— Action item —
Looking through the listing that follows, count the lines that contain "exceeds" and give only that number.

··· Record set

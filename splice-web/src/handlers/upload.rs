//! Multipart chunk upload handler.

use axum::Json;
use axum::extract::{Multipart, State};
use axum::http::StatusCode;
use serde_json::{Value, json};
use splice_core::{MAX_CHUNK_INDEX, SpliceError, validate_session_id};
use tracing::{error, info};

use super::error_response;
use crate::server::AppState;

/// `POST /upload-chunk`
///
/// Accepts a multipart form with text fields `sessionId` and `chunkIndex`
/// (decimal) plus one binary part named `chunk`. The chunk is durably stored
/// before the tracker count is updated, so a reported total never exceeds
/// what is actually on disk.
pub async fn upload_chunk(
    State(state): State<AppState>,
    mut multipart: Multipart,
) -> (StatusCode, Json<Value>) {
    let mut session_id: Option<String> = None;
    let mut chunk_index: Option<String> = None;
    let mut chunk_bytes: Option<Vec<u8>> = None;

    loop {
        let field = match multipart.next_field().await {
            Ok(Some(field)) => field,
            Ok(None) => break,
            Err(e) => {
                return bad_request(format!("Failed to read multipart field: {e}"));
            }
        };

        let name = field.name().map(str::to_string);
        match name.as_deref() {
            Some("sessionId") => match field.text().await {
                Ok(text) => session_id = Some(text),
                Err(e) => return bad_request(format!("Failed to read sessionId: {e}")),
            },
            Some("chunkIndex") => match field.text().await {
                Ok(text) => chunk_index = Some(text),
                Err(e) => return bad_request(format!("Failed to read chunkIndex: {e}")),
            },
            Some("chunk") => match field.bytes().await {
                Ok(bytes) => chunk_bytes = Some(bytes.to_vec()),
                Err(e) => return bad_request(format!("Failed to read chunk data: {e}")),
            },
            // Unknown parts are ignored rather than rejected
            _ => {}
        }
    }

    let (Some(session_id), Some(chunk_index)) = (session_id, chunk_index) else {
        return bad_request("Missing sessionId or chunkIndex".to_string());
    };
    let Some(chunk_bytes) = chunk_bytes else {
        return bad_request("No file uploaded".to_string());
    };

    if let Err(e) = validate_session_id(&session_id) {
        return error_response(&e);
    }

    let chunk_index = match chunk_index.parse::<u32>() {
        Ok(index) if index <= MAX_CHUNK_INDEX => index,
        _ => {
            return bad_request(format!("Invalid chunkIndex '{chunk_index}'"));
        }
    };

    if let Err(e) = state.chunk_store.put(&session_id, chunk_index, &chunk_bytes).await {
        error!(%session_id, chunk_index, "chunk store write failed: {e}");
        return error_response(&SpliceError::from(e));
    }

    let total_chunks = state.tracker.record_chunk(&session_id, chunk_index);

    info!(
        %session_id,
        chunk_index,
        size = chunk_bytes.len(),
        total_chunks,
        "received chunk"
    );

    (
        StatusCode::OK,
        Json(json!({
            "success": true,
            "message": format!("Chunk {chunk_index} received"),
            "totalChunks": total_chunks,
        })),
    )
}

fn bad_request(message: String) -> (StatusCode, Json<Value>) {
    (StatusCode::BAD_REQUEST, Json(json!({ "error": message })))
}
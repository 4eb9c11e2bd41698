//! Listing and health endpoints.

use axum::Json;
use axum::extract::State;
use axum::http::StatusCode;
use serde_json::{Value, json};
use tracing::error;

use crate::server::AppState;

/// `GET /recordings`
///
/// Lists finalized artifacts, newest first.
pub async fn list_recordings(
    State(state): State<AppState>,
) -> Result<Json<Value>, (StatusCode, Json<Value>)> {
    let entries = state.library.list().await.map_err(|e| {
        error!("failed to list recordings: {e}");
        (
            StatusCode::INTERNAL_SERVER_ERROR,
            Json(json!({ "error": "Failed to list recordings" })),
        )
    })?;

    let recordings: Vec<Value> = entries
        .iter()
        .map(|entry| {
            json!({
                "sessionId": entry.session_id,
                "filename": entry.filename,
                "size": entry.size,
                "created": entry.created.to_rfc3339(),
                "url": format!("/video/{}", entry.session_id),
            })
        })
        .collect();

    Ok(Json(json!(recordings)))
}

/// `GET /health`
///
/// Liveness and diagnostics: active upload sessions, uptime, and version.
pub async fn health(State(state): State<AppState>) -> Json<Value> {
    Json(json!({
        "status": "OK",
        "activeSessions": state.tracker.active_sessions(),
        "timestamp": chrono::Utc::now().to_rfc3339(),
        "uptimeSeconds": state.started_at.elapsed().as_secs(),
        "version": env!("CARGO_PKG_VERSION"),
    }))
}
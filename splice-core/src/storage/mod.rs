//! Storage layer for uploaded recording chunks.
//!
//! Defines the chunk store interface with a file-based implementation.
//! Chunks are durable the moment `put` returns: each write lands in a temp
//! file first and is published with a single atomic rename, so a crash
//! mid-upload never leaves a partially-written chunk visible to reassembly.

pub mod chunk_store;

use std::path::PathBuf;

use async_trait::async_trait;
pub use chunk_store::FileChunkStore;

/// Largest accepted chunk index.
///
/// Bounded so the zero-padded file names stay fixed-width; past this the
/// lexicographic-order invariant of the chunk directory would break.
pub const MAX_CHUNK_INDEX: u32 = 99_999;

/// Storage operations for per-session chunk data.
///
/// Keyed by `(session_id, chunk_index)`; at most one stored chunk exists per
/// key, and re-storing an index replaces the prior bytes (last-write-wins).
/// Callers must validate session ids before they reach this layer.
#[async_trait]
pub trait ChunkStore: Send + Sync {
    /// Stores one chunk, creating the session's storage area on demand.
    ///
    /// # Errors
    ///
    /// - `StorageError::ChunkTooLarge` - If the chunk exceeds the configured limit
    /// - `StorageError::Io` - If a file system operation failed
    async fn put(
        &self,
        session_id: &str,
        chunk_index: u32,
        chunk_bytes: &[u8],
    ) -> Result<(), StorageError>;

    /// Lists stored chunk paths for indices `[0, expected_count)` in
    /// ascending index order.
    ///
    /// Indices with no stored chunk are omitted rather than treated as an
    /// error; reassembly is deliberately gap-tolerant and surfaces the
    /// missing count to its caller.
    ///
    /// # Errors
    ///
    /// - `StorageError::Io` - If a file system operation failed
    async fn list_ordered(
        &self,
        session_id: &str,
        expected_count: u32,
    ) -> Result<Vec<PathBuf>, StorageError>;

    /// Removes the session's chunk directory and everything in it.
    ///
    /// An already-absent directory is not an error.
    ///
    /// # Errors
    ///
    /// - `StorageError::Io` - If a file system operation failed
    async fn purge(&self, session_id: &str) -> Result<(), StorageError>;
}

/// Errors that occur during chunk storage operations.
#[derive(Debug, thiserror::Error)]
pub enum StorageError {
    /// Uploaded chunk exceeds the configured per-chunk size limit
    #[error("Chunk of {size} bytes exceeds limit of {limit} bytes")]
    ChunkTooLarge {
        /// Size of the rejected chunk
        size: u64,
        /// Configured maximum chunk size
        limit: u64,
    },

    /// Standard I/O error occurred
    #[error("I/O error: {0}")]
    Io(#[from] std::io::Error),
}
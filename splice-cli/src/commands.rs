//! CLI command implementations

use std::path::PathBuf;

use anyhow::Context;
use clap::Subcommand;
use splice_core::config::SpliceConfig;
use splice_core::library::ArtifactLibrary;
use splice_core::tracing_setup::{CliLogLevel, init_tracing};

/// Available CLI commands
#[derive(Subcommand)]
pub enum Commands {
    /// Start the upload and playback server
    Server {
        /// Host to bind to
        #[arg(long)]
        host: Option<String>,
        /// Port to bind to
        #[arg(short, long)]
        port: Option<u16>,
        /// Root directory for chunks and artifacts
        #[arg(long)]
        data_dir: Option<PathBuf>,
        /// Directory of static UI assets
        #[arg(long)]
        ui_dir: Option<PathBuf>,
        /// Console log level
        #[arg(long, default_value = "info")]
        log_level: CliLogLevel,
    },
    /// List finalized recordings
    Recordings {
        /// Root directory for chunks and artifacts
        #[arg(long)]
        data_dir: Option<PathBuf>,
    },
}

/// Handle the CLI command
///
/// # Errors
/// Returns appropriate error based on the command that fails
pub async fn handle_command(command: Commands) -> anyhow::Result<()> {
    match command {
        Commands::Server {
            host,
            port,
            data_dir,
            ui_dir,
            log_level,
        } => start_server(host, port, data_dir, ui_dir, log_level).await,
        Commands::Recordings { data_dir } => list_recordings(data_dir).await,
    }
}

/// Build configuration from environment plus CLI overrides.
fn build_config(
    host: Option<String>,
    port: Option<u16>,
    data_dir: Option<PathBuf>,
    ui_dir: Option<PathBuf>,
) -> SpliceConfig {
    let mut config = SpliceConfig::from_env();
    if let Some(host) = host {
        config.server.host = host;
    }
    if let Some(port) = port {
        config.server.port = port;
    }
    if let Some(dir) = data_dir {
        config.storage.data_dir = dir;
    }
    if let Some(dir) = ui_dir {
        config.server.ui_dir = dir;
    }
    config
}

async fn start_server(
    host: Option<String>,
    port: Option<u16>,
    data_dir: Option<PathBuf>,
    ui_dir: Option<PathBuf>,
    log_level: CliLogLevel,
) -> anyhow::Result<()> {
    init_tracing(log_level.as_tracing_level(), None)
        .map_err(|e| anyhow::anyhow!("failed to initialize tracing: {e}"))?;

    let config = build_config(host, port, data_dir, ui_dir);

    println!("Starting Splice server...");
    println!("Listen: http://{}:{}", config.server.host, config.server.port);
    println!("Data directory: {}", config.storage.data_dir.display());
    println!(
        "Chunk size limit: {} MiB",
        config.storage.max_chunk_bytes / (1024 * 1024)
    );
    println!("Press Ctrl+C to stop the server");

    splice_web::run_server(config)
        .await
        .map_err(|e| anyhow::anyhow!("server error: {e}"))
}

async fn list_recordings(data_dir: Option<PathBuf>) -> anyhow::Result<()> {
    let config = build_config(None, None, data_dir, None);
    let library = ArtifactLibrary::new(&config.storage);

    let entries = library
        .list()
        .await
        .context("failed to list recordings")?;

    if entries.is_empty() {
        println!("No finalized recordings.");
        println!(
            "Looked in: {}",
            config.storage.final_dir().display()
        );
        return Ok(());
    }

    println!("{:<30} {:>12} {:<25}", "SESSION", "SIZE", "CREATED");
    println!("{:-<70}", "");
    for entry in entries {
        println!(
            "{:<30} {:>12} {:<25}",
            entry.session_id,
            format_size(entry.size),
            entry.created.to_rfc3339()
        );
    }

    Ok(())
}

fn format_size(bytes: u64) -> String {
    if bytes >= 1_048_576 {
        format!("{:.2} MB", bytes as f64 / 1_048_576.0)
    } else if bytes >= 1024 {
        format!("{:.1} KB", bytes as f64 / 1024.0)
    } else {
        format!("{bytes} B")
    }
}

#[cfg(test)]
mod tests {
    use super::*;

    #[test]
    fn test_build_config_applies_overrides() {
        let config = build_config(
            Some("127.0.0.1".to_string()),
            Some(8080),
            Some(PathBuf::from("/tmp/splice-cli-test")),
            None,
        );

        assert_eq!(config.server.host, "127.0.0.1");
        assert_eq!(config.server.port, 8080);
        assert_eq!(config.storage.data_dir, PathBuf::from("/tmp/splice-cli-test"));
    }

    #[test]
    fn test_format_size() {
        assert_eq!(format_size(512), "512 B");
        assert_eq!(format_size(2048), "2.0 KB");
        assert_eq!(format_size(3 * 1_048_576), "3.00 MB");
    }
}
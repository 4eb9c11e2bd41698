//! Finalize-recording handler.

use axum::Json;
use axum::extract::State;
use axum::extract::rejection::JsonRejection;
use axum::http::StatusCode;
use serde::Deserialize;
use serde_json::{Value, json};
use splice_core::{AssemblyError, validate_session_id};
use tracing::{error, info};

use super::error_response;
use crate::server::AppState;

/// Request body for `POST /finalize-recording`.
#[derive(Debug, Deserialize)]
#[serde(rename_all = "camelCase")]
pub struct FinalizeRequest {
    /// Session whose chunks should be reassembled
    pub session_id: String,
    /// Number of chunks the client uploaded
    pub total_chunks: u32,
}

/// `POST /finalize-recording`
///
/// Reassembles the session's chunks into the playable artifact. Failures
/// leave the stored chunks untouched, so the client may retry.
pub async fn finalize_recording(
    State(state): State<AppState>,
    request: Result<Json<FinalizeRequest>, JsonRejection>,
) -> (StatusCode, Json<Value>) {
    // Missing or malformed fields are the client's fault, not a 422
    let Json(request) = match request {
        Ok(json) => json,
        Err(rejection) => {
            return (
                StatusCode::BAD_REQUEST,
                Json(json!({ "error": format!("Invalid request body: {rejection}") })),
            );
        }
    };

    if let Err(e) = validate_session_id(&request.session_id) {
        return error_response(&e);
    }
    if request.total_chunks == 0 {
        return (
            StatusCode::BAD_REQUEST,
            Json(json!({ "error": "totalChunks must be at least 1" })),
        );
    }

    info!(
        session_id = %request.session_id,
        total_chunks = request.total_chunks,
        "finalizing recording"
    );

    let report = match state
        .engine
        .finalize(&request.session_id, request.total_chunks)
        .await
    {
        Ok(report) => report,
        Err(AssemblyError::NoChunksFound { session_id }) => {
            error!(%session_id, "finalize found no chunks");
            return (
                StatusCode::INTERNAL_SERVER_ERROR,
                Json(json!({ "error": format!("No chunks found for session {session_id}") })),
            );
        }
        Err(e) => {
            error!(session_id = %request.session_id, "finalize failed: {e}");
            return (
                StatusCode::INTERNAL_SERVER_ERROR,
                Json(json!({ "error": "Failed to finalize recording" })),
            );
        }
    };

    let video_path = format!("/video/{}", request.session_id);
    (
        StatusCode::OK,
        Json(json!({
            "success": true,
            "message": "Recording finalized",
            "videoId": &request.session_id,
            "sessionId": &request.session_id,
            "videoPath": video_path,
            "bytes": report.bytes_written,
            "chunks": report.chunks_written,
            "missingChunks": report.missing_chunks,
        })),
    )
}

······

— Answer —
4